Ground breaking ceremony for the first Tibetan Buddhist temple in Canberra

The first sod has been turned at the site of what will be Canberra’s first Titetan Buddhist temple.

A ceremony was held on Wednesday at the temple’s future site at Kambah which was officiated by Tibetan Buddhist Society of Canberra leader Lama Choedak Rinpoche and ACT Chief Minister Andrew Barr.

“We want to promote very social initiatives at the temple to promote peace and stop violence, stop drug addiction,” said Lama Rinpoche.

“We want it to be a very community friendly centre, not a cultural ethnic centre”.

In June 2017 the ACT Government granted the Tibetan Buddhist Society of Canberra a direct land grant of a block in Kambah, adjacent to the Sri Lankan and Laotian Buddhist temples.

The Stupa Temple of Peace will cost $2.9 million to complete. About $2.3m will be raised from the public to ensure completion by early 2019.

The temple will be open for the public. Meditation classes and cultural events will also be held there.

The Tibetan Buddhist Society of Canberra's breaking ceremony for the Stupa Temple of Peace (STOP), at Jenke Circut, Kambah. Model of the future temple. Photo by Karleen MInney.

A model of the future temple. Photo: Karleen Minney

The society was founded in 1989 by Lama Rinpoche, who escaped to Nepal with his family in 1959 after the communist Red Army invaded Tibet.

After growing up in a Tibetan refugee camp he became a monk and migrated to Australia in 1985, completing his PhD at ANU.

The Society has been conducting classes at the Rongton Buddhist College in Evatt for more than 20 years, and Lama Rinpoche said the temple will allow the society engage further with the wider community.
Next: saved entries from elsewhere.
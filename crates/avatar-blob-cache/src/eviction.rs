//! LRU eviction and periodic cleanup

use crate::error::Result;
use crate::store::BlobStore;
use crate::types::CacheEntry;
use serde::Serialize;
use std::sync::atomic::{AtomicBool, AtomicUsize, Ordering};
use std::sync::Arc;
use std::time::Duration;
use tokio::sync::{Mutex, MutexGuard};
use tracing::{debug, info, warn};

/// Temp files older than this are treated as abandoned writes
const DEFAULT_TEMP_GRACE: Duration = Duration::from_secs(60 * 60);

/// Outcome of a periodic cleanup pass
#[derive(Debug, Clone, Copy, Default, PartialEq, Eq, Serialize)]
pub struct CleanupReport {
    pub orphans_removed: usize,
    pub evicted: usize,
}

/// Keeps a [`BlobStore`] within an entry budget.
///
/// Eviction removes the least recently accessed entries first, breaking
/// timestamp ties by ascending hash. Only one eviction pass runs at a time;
/// a request that arrives while a pass is running is handed to that pass
/// instead of waiting for it. Readers and writers of the store never wait
/// on eviction.
pub struct EvictionManager {
    store: Arc<BlobStore>,
    pass: Mutex<()>,
    /// Set when a limit request has not yet been served by a pass
    pending: AtomicBool,
    /// Entry budget of the most recent request
    limit: AtomicUsize,
    temp_grace: Duration,
}

impl EvictionManager {
    pub fn new(store: Arc<BlobStore>) -> Self {
        Self {
            store,
            pass: Mutex::new(()),
            pending: AtomicBool::new(false),
            limit: AtomicUsize::new(usize::MAX),
            temp_grace: DEFAULT_TEMP_GRACE,
        }
    }

    /// Override how old a temp file must be before cleanup removes it
    pub fn with_temp_grace(mut self, temp_grace: Duration) -> Self {
        self.temp_grace = temp_grace;
        self
    }

    /// Evict least recently used entries until at most `max_entries` remain,
    /// waiting for a running pass to finish first.
    /// Returns the number of entries this call evicted.
    pub async fn enforce_limit(&self, max_entries: usize) -> usize {
        self.submit(max_entries);
        let pass = self.pass.lock().await;
        self.drain(pass).await
    }

    /// Like [`enforce_limit`](Self::enforce_limit), but never waits. When a
    /// pass is already running it serves this request before it finishes,
    /// and this call returns 0 immediately.
    pub async fn request_limit(&self, max_entries: usize) -> usize {
        self.submit(max_entries);
        match self.pass.try_lock() {
            Ok(pass) => self.drain(pass).await,
            Err(_) => 0,
        }
    }

    fn submit(&self, max_entries: usize) {
        self.limit.store(max_entries, Ordering::Relaxed);
        self.pending.store(true, Ordering::Release);
    }

    /// Serve pending requests until none are left, then release the pass
    async fn drain(&self, mut pass: MutexGuard<'_, ()>) -> usize {
        let mut evicted = 0;
        loop {
            while self.pending.swap(false, Ordering::AcqRel) {
                evicted += self.evict_excess(self.limit.load(Ordering::Relaxed)).await;
            }
            drop(pass);

            // A request may have been handed off after the last check but
            // before the unlock; nobody else will serve it
            if !self.pending.load(Ordering::Acquire) {
                break;
            }
            match self.pass.try_lock() {
                Ok(next) => pass = next,
                Err(_) => break,
            }
        }
        evicted
    }

    async fn evict_excess(&self, max_entries: usize) -> usize {
        let mut evicted = 0;
        loop {
            let victims = self.victims(max_entries);
            if victims.is_empty() {
                break;
            }
            let evicted_this_round = self.evict(&victims).await;
            if evicted_this_round == 0 {
                break;
            }
            evicted += evicted_this_round;
        }

        if evicted > 0 {
            info!(evicted, max_entries, "Enforced cache entry limit");
        }
        evicted
    }

    /// Snapshot the entries that would have to go to fit `max_entries`,
    /// least recently used first
    fn victims(&self, max_entries: usize) -> Vec<CacheEntry> {
        let mut entries: Vec<CacheEntry> = self.store.enumerate().collect();
        if entries.len() <= max_entries {
            return Vec::new();
        }

        entries.sort_by(|a, b| {
            a.last_accessed_at
                .cmp(&b.last_accessed_at)
                .then_with(|| a.hash.cmp(&b.hash))
        });
        entries.truncate(entries.len() - max_entries);
        entries
    }

    /// Delete snapshotted victims, skipping any read or rewritten since
    async fn evict(&self, victims: &[CacheEntry]) -> usize {
        let mut evicted = 0;
        for victim in victims {
            match self.store.entry(&victim.hash) {
                Some(live) if live.last_accessed_at == victim.last_accessed_at => {}
                _ => {
                    debug!(hash = %victim.hash, "Entry used since eviction snapshot, keeping");
                    continue;
                }
            }

            match self.store.delete(&victim.hash).await {
                Ok(true) => {
                    debug!(hash = %victim.hash, "Evicted least recently used entry");
                    evicted += 1;
                }
                Ok(false) => {}
                Err(e) => warn!(hash = %victim.hash, error = %e, "Failed to evict entry"),
            }
        }
        evicted
    }

    /// Periodic maintenance: drop corrupt or orphaned blobs, then enforce the limit.
    ///
    /// The orphan scan runs outside the eviction pass, so requests served
    /// meanwhile are never held up by it.
    pub async fn cleanup(&self, max_entries: usize) -> Result<CleanupReport> {
        let orphans_removed = self.store.remove_orphans(self.temp_grace).await?;
        let evicted = self.enforce_limit(max_entries).await;

        info!(orphans_removed, evicted, "Cache cleanup finished");
        Ok(CleanupReport {
            orphans_removed,
            evicted,
        })
    }
}
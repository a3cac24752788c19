//! Gravatar Proxy - caching avatar proxy with CDN delivery
//!
//! Serves Gravatar images from a local disk cache and runs the periodic
//! cache cleanup.

use gravatar_proxy::error::{ProxyError, Result};
use gravatar_proxy::{start_server, Config, InMemoryUserDirectory, ProxyService, ServerState, SharedState};
use std::sync::Arc;
use std::time::Duration;
use tokio::time::{interval_at, Instant, MissedTickBehavior};
use tracing::{error, info};
use tracing_subscriber::{prelude::*, EnvFilter};

#[tokio::main]
async fn main() -> Result<()> {
    // Initialize logging
    let env_filter =
        EnvFilter::from_default_env().add_directive("gravatar_proxy=info".parse()?);

    // Use JSON format for GCP Cloud Logging when LOG_FORMAT=json
    if std::env::var("LOG_FORMAT")
        .map(|v| v == "json")
        .unwrap_or(false)
    {
        tracing_subscriber::registry()
            .with(env_filter)
            .with(tracing_stackdriver::layer())
            .init();
    } else {
        tracing_subscriber::fmt().with_env_filter(env_filter).init();
    };

    info!("Starting Gravatar Proxy...");

    let config = Config::from_env();
    info!("Port: {}", config.port);
    info!("Cache dir: {:?}", config.cache_dir);
    info!("Upstream: {}", config.upstream_url);
    info!("Max cache entries: {}", config.settings.max_cache_entries);
    match config.settings.cdn_base() {
        Some(cdn) => info!("CDN: {}", cdn),
        None => info!("CDN: disabled"),
    }

    // Account lookups belong to the embedding host; standalone, only hashes
    // and raw emails resolve
    let directory = Arc::new(InMemoryUserDirectory::new());
    let service = ProxyService::from_config(&config, directory).await?;

    spawn_cleanup(service.clone(), config.cleanup_interval);

    let state: SharedState = Arc::new(ServerState::new(service));

    start_server(state, config.port, shutdown_signal())
        .await
        .map_err(|e| ProxyError::Config(format!("Server error: {}", e)))?;

    info!("Gravatar Proxy stopped");
    Ok(())
}

/// Run cache cleanup every `period`, starting one period from now
fn spawn_cleanup(service: ProxyService, period: Duration) {
    if period.is_zero() {
        info!("Periodic cleanup disabled");
        return;
    }

    tokio::spawn(async move {
        let mut ticker = interval_at(Instant::now() + period, period);
        ticker.set_missed_tick_behavior(MissedTickBehavior::Delay);

        loop {
            ticker.tick().await;
            if let Err(e) = service.cleanup().await {
                error!(error = %e, "Periodic cache cleanup failed");
            }
        }
    });
}

async fn shutdown_signal() {
    if let Err(e) = tokio::signal::ctrl_c().await {
        error!(error = %e, "Failed to listen for shutdown signal");
        std::future::pending::<()>().await;
    }
    info!("Shutdown signal received");
}
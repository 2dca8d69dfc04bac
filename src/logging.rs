//! Logging setup
//!
//! Host applications that do not install their own tracing subscriber can
//! call `init_logging()` once at startup. Filtering follows `RUST_LOG`
//! (default `info`). Set `RUST_LOG=toolgate::bus=debug` together with a
//! debug-enabled bus to see every published message.

use tracing_subscriber::EnvFilter;

/// Initialize the global tracing subscriber
///
/// Safe to call more than once; later calls are no-ops because a global
/// subscriber may only be installed once per process.
pub fn init_logging() {
    let filter = EnvFilter::try_from_default_env().unwrap_or_else(|_| EnvFilter::new("info"));

    let _ = tracing_subscriber::fmt()
        .with_env_filter(filter)
        .with_target(true)
        .try_init();
}
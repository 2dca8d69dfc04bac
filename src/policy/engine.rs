//! Policy decision engine
//!
//! `PolicyEngine` classifies a tool invocation as Allow, Deny, or AskUser
//! by scanning an immutable rule set in descending priority order. It is a
//! pure function of its construction-time state: no I/O, no mutation, safe
//! to share across tasks without locking. Reloading rules means building a
//! new engine.

use serde_json::{Map, Value};

use crate::core::tool_call::canonical_args;

use super::loader::default_rules;
use super::rule::{PolicyDecision, PolicyRule};

/// Configuration for a `PolicyEngine`
#[derive(Debug, Clone)]
pub struct PolicyEngineConfig {
    /// Rules to install (any order; the engine sorts once at construction)
    pub rules: Vec<PolicyRule>,

    /// Decision when no rule matches
    pub default_decision: PolicyDecision,

    /// When true, AskUser resolves as Deny (no human is available)
    pub non_interactive: bool,
}

impl Default for PolicyEngineConfig {
    fn default() -> Self {
        Self {
            rules: Vec::new(),
            default_decision: PolicyDecision::AskUser,
            non_interactive: false,
        }
    }
}

impl PolicyEngineConfig {
    /// Create an empty configuration (default decision AskUser, interactive)
    pub fn new() -> Self {
        Self::default()
    }

    /// Set the rule set
    pub fn with_rules(mut self, rules: Vec<PolicyRule>) -> Self {
        self.rules = rules;
        self
    }

    /// Append rules from another load (e.g. defaults plus a user file)
    pub fn add_rules(mut self, rules: Vec<PolicyRule>) -> Self {
        self.rules.extend(rules);
        self
    }

    /// Set the decision used when no rule matches
    pub fn with_default_decision(mut self, decision: PolicyDecision) -> Self {
        self.default_decision = decision;
        self
    }

    /// Set non-interactive mode
    pub fn with_non_interactive(mut self, non_interactive: bool) -> Self {
        self.non_interactive = non_interactive;
        self
    }
}

/// Rule-based classifier for tool invocations
#[derive(Debug)]
pub struct PolicyEngine {
    rules: Vec<PolicyRule>,
    default_decision: PolicyDecision,
    non_interactive: bool,
}

impl PolicyEngine {
    /// Build an engine, sorting rules once by descending priority
    ///
    /// The sort is stable, so rules with equal keys keep insertion order;
    /// rules with distinct keys are ordered by key alone regardless of
    /// declaration order.
    pub fn new(config: PolicyEngineConfig) -> Self {
        let mut rules = config.rules;
        rules.sort_by(|a, b| b.priority_key().cmp(&a.priority_key()));

        Self {
            rules,
            default_decision: config.default_decision,
            non_interactive: config.non_interactive,
        }
    }

    /// Build an engine carrying only the built-in default rule set
    pub fn with_default_rules() -> Self {
        Self::new(PolicyEngineConfig::new().with_rules(default_rules()))
    }

    /// Classify one tool invocation
    ///
    /// First matching rule wins. Malformed or unexpected args never error:
    /// they simply fail the args pattern and fall through to the next rule
    /// or the default decision. `server_name` is the caller-supplied trust
    /// context; the engine only logs it — the anti-spoofing comparison is
    /// the confirmation bus's job.
    pub fn evaluate(
        &self,
        tool_name: &str,
        args: &Map<String, Value>,
        server_name: Option<&str>,
    ) -> PolicyDecision {
        let canonical = canonical_args(args);

        let mut decision = self.default_decision;
        for rule in &self.rules {
            if rule.matches(tool_name, &canonical) {
                decision = rule.decision();
                tracing::trace!(
                    tool_name,
                    server_name,
                    rule = rule.tool_name(),
                    ?decision,
                    "policy rule matched"
                );
                break;
            }
        }

        if self.non_interactive && decision == PolicyDecision::AskUser {
            tracing::debug!(tool_name, "non-interactive mode: AskUser downgraded to Deny");
            return PolicyDecision::Deny;
        }
        decision
    }

    /// Number of installed rules
    pub fn rule_count(&self) -> usize {
        self.rules.len()
    }

    /// Decision used when no rule matches
    pub fn default_decision(&self) -> PolicyDecision {
        self.default_decision
    }

    /// Whether AskUser outcomes are downgraded to Deny
    pub fn is_non_interactive(&self) -> bool {
        self.non_interactive
    }
}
The ground floor of the proposed two storey temple will be a public space, incorporating a meditation hall which will have seating for 100 people.  

A large nine-metre stupa, a Buddhist monument, will be positioned at the front of the temple.

“This temple will bring a distinct Tibetan architecture to the cultural landscape of our city,” Mr Barr said.

Mr Barr said the development of the Kambah precinct reflected how Canberra is maturing.

“We’re growing out of being a small country town into being a fully-fledged city in our own right and this represents another important step in that journey.”